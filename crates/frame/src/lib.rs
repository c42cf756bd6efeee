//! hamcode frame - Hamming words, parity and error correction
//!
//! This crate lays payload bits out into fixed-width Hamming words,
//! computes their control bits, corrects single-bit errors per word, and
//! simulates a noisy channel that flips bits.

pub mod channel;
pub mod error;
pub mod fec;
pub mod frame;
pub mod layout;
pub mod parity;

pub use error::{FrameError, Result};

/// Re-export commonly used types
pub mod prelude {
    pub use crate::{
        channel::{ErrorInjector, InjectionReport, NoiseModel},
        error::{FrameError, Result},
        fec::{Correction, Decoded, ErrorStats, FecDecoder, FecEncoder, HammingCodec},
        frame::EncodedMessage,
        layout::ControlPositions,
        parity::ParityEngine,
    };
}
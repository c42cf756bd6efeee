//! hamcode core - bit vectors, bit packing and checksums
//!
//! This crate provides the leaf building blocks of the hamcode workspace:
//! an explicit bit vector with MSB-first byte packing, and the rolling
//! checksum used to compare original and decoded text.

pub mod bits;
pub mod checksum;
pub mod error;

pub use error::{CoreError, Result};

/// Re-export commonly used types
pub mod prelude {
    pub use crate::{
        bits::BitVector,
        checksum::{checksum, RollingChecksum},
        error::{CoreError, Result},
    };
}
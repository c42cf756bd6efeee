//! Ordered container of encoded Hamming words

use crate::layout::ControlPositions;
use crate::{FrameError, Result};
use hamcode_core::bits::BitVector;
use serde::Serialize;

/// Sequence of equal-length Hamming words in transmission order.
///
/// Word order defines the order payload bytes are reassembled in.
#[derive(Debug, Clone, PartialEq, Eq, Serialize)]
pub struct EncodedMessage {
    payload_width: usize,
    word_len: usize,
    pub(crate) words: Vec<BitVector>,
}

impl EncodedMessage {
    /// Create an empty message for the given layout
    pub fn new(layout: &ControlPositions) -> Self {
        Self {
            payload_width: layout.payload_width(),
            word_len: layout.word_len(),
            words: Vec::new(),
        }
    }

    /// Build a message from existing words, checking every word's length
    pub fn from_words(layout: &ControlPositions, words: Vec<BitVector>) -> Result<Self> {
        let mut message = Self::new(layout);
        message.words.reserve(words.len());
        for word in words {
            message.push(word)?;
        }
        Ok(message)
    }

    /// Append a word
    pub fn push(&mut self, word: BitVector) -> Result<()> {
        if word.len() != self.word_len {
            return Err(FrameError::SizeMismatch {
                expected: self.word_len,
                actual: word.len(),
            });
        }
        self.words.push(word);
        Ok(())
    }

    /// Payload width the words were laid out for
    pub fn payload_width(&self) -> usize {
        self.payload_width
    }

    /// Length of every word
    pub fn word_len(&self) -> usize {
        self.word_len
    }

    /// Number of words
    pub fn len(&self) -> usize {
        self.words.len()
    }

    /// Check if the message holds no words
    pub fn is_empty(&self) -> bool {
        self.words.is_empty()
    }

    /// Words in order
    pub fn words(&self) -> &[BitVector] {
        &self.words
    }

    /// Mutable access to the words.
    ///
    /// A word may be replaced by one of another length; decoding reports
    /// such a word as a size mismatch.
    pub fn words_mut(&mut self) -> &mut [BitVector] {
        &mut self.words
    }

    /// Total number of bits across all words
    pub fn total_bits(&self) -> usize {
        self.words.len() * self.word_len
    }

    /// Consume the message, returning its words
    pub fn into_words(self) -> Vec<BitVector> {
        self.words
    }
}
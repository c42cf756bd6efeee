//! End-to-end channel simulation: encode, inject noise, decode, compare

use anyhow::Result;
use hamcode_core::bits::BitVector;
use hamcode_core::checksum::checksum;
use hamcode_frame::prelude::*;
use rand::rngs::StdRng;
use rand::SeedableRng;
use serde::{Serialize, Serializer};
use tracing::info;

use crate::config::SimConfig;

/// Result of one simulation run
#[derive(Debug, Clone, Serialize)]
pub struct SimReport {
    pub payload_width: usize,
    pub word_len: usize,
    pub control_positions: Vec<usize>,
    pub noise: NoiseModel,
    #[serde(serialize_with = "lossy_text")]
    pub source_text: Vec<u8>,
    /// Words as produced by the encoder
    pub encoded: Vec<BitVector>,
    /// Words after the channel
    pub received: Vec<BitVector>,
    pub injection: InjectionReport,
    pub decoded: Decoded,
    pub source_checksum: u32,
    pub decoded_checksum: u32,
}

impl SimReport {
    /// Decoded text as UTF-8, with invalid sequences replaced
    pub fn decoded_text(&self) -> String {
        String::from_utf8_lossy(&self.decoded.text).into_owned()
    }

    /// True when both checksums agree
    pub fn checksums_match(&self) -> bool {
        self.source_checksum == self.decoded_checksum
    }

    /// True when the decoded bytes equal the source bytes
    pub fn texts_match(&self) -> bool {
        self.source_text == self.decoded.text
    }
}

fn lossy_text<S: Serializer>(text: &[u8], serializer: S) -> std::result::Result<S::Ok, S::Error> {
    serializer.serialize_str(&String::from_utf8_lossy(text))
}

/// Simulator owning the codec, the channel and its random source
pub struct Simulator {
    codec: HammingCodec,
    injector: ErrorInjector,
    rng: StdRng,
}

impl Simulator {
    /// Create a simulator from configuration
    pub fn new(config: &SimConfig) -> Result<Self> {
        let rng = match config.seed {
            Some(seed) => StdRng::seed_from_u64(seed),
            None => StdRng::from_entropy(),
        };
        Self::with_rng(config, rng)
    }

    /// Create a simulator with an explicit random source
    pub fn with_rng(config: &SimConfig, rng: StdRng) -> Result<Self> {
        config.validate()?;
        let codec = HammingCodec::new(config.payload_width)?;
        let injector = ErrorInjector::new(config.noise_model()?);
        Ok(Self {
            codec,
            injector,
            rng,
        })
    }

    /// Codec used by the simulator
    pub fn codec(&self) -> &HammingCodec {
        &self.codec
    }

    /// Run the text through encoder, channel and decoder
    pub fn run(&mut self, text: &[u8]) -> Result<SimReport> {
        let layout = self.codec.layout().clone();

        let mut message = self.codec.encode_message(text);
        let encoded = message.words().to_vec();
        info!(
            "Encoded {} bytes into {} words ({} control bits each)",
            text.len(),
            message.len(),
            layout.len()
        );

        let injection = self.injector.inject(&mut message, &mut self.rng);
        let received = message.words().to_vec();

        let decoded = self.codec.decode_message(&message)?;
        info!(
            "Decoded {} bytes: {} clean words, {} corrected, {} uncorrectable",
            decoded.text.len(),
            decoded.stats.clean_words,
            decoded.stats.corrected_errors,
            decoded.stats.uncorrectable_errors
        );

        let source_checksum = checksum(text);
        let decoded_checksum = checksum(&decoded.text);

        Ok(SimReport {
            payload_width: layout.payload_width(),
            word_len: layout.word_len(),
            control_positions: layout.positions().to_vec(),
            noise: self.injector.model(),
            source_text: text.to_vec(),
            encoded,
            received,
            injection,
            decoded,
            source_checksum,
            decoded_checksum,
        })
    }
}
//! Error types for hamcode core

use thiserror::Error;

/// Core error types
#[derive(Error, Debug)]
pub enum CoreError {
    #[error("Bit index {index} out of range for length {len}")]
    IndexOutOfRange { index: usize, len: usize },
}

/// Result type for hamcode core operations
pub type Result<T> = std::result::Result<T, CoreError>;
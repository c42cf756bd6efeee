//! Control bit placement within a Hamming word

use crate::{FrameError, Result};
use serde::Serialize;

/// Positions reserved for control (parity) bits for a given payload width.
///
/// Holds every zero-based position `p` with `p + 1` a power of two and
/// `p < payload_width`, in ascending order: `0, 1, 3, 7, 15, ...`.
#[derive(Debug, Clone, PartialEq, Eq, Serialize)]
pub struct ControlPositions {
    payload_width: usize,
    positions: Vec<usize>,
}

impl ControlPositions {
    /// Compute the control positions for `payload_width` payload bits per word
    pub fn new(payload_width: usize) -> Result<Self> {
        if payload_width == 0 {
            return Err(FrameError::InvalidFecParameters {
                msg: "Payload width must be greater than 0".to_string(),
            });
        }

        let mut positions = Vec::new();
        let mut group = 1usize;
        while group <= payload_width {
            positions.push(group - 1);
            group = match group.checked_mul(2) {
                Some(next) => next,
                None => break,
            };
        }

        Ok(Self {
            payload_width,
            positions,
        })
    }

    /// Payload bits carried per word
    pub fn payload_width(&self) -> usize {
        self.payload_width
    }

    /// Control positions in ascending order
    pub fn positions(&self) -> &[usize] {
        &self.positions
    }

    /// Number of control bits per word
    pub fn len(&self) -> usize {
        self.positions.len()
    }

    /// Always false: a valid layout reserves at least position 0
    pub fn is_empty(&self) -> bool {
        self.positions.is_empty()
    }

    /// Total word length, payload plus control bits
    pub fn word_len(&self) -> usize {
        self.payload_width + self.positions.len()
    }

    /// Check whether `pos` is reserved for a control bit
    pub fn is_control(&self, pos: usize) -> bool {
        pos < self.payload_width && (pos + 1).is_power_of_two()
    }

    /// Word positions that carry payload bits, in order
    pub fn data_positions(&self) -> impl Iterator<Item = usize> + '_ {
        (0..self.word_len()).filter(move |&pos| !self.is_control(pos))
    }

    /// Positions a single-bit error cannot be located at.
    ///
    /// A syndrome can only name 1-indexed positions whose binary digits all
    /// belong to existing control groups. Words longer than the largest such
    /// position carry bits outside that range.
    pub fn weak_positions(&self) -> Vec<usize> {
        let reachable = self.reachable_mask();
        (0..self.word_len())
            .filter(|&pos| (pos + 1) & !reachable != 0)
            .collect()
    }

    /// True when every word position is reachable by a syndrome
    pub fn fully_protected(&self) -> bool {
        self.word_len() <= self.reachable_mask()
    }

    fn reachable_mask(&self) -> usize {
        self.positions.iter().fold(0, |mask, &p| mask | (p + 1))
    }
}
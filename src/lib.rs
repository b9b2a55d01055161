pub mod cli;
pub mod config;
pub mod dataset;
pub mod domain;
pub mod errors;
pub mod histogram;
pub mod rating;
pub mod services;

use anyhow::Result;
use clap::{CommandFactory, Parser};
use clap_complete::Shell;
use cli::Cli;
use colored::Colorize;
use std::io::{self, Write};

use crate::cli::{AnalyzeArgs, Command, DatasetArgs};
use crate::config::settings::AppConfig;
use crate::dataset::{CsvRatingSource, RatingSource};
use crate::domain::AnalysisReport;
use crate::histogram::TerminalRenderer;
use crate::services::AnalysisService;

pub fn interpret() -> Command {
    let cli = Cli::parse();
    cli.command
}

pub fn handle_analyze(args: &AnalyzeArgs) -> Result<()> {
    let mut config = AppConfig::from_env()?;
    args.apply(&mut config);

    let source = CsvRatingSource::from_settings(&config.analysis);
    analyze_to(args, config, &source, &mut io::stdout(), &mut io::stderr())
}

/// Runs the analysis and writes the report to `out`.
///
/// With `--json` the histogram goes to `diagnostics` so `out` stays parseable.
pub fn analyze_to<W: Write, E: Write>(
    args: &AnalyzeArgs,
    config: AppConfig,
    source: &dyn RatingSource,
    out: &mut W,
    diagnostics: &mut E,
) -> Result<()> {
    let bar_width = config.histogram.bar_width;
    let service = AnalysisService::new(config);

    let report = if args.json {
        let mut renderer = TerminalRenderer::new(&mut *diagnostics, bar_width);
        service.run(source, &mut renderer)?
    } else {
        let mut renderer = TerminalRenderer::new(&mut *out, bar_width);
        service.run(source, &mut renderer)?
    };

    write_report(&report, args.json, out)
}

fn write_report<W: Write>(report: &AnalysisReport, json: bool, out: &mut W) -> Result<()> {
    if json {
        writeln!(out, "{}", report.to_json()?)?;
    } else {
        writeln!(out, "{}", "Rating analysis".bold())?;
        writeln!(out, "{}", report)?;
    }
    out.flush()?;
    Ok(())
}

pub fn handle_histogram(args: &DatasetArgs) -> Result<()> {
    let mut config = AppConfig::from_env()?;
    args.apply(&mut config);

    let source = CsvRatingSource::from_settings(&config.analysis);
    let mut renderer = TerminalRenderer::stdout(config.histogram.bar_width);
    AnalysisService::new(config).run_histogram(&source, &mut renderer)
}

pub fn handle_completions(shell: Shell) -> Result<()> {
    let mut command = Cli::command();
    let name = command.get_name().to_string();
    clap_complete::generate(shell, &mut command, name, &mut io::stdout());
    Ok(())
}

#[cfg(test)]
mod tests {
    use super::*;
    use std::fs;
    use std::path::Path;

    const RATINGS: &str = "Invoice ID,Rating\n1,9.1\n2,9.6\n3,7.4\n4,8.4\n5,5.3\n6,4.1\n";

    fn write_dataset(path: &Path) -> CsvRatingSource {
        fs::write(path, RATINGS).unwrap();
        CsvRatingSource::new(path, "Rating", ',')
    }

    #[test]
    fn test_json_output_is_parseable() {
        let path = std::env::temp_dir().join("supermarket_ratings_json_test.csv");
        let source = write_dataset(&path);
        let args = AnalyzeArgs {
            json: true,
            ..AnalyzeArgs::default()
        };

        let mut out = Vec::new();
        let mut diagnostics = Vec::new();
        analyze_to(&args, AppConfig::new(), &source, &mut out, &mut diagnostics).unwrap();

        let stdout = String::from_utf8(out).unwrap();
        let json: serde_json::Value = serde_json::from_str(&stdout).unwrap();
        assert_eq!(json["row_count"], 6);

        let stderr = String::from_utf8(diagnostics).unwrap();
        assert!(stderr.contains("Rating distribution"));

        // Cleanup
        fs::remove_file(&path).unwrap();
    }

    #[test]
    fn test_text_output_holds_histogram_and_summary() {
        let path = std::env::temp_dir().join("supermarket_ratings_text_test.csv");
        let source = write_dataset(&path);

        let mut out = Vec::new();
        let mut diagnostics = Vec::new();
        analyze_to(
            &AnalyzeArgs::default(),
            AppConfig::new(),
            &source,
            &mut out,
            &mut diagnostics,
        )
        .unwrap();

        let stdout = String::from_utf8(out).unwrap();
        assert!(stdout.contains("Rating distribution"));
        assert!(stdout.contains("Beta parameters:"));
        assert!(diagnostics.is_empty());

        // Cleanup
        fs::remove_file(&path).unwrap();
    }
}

- [REQUIRED WORK] Give the count of lines that hold the word "random" in the listing above, with no other text.

- [OUTPUT BELOW] 2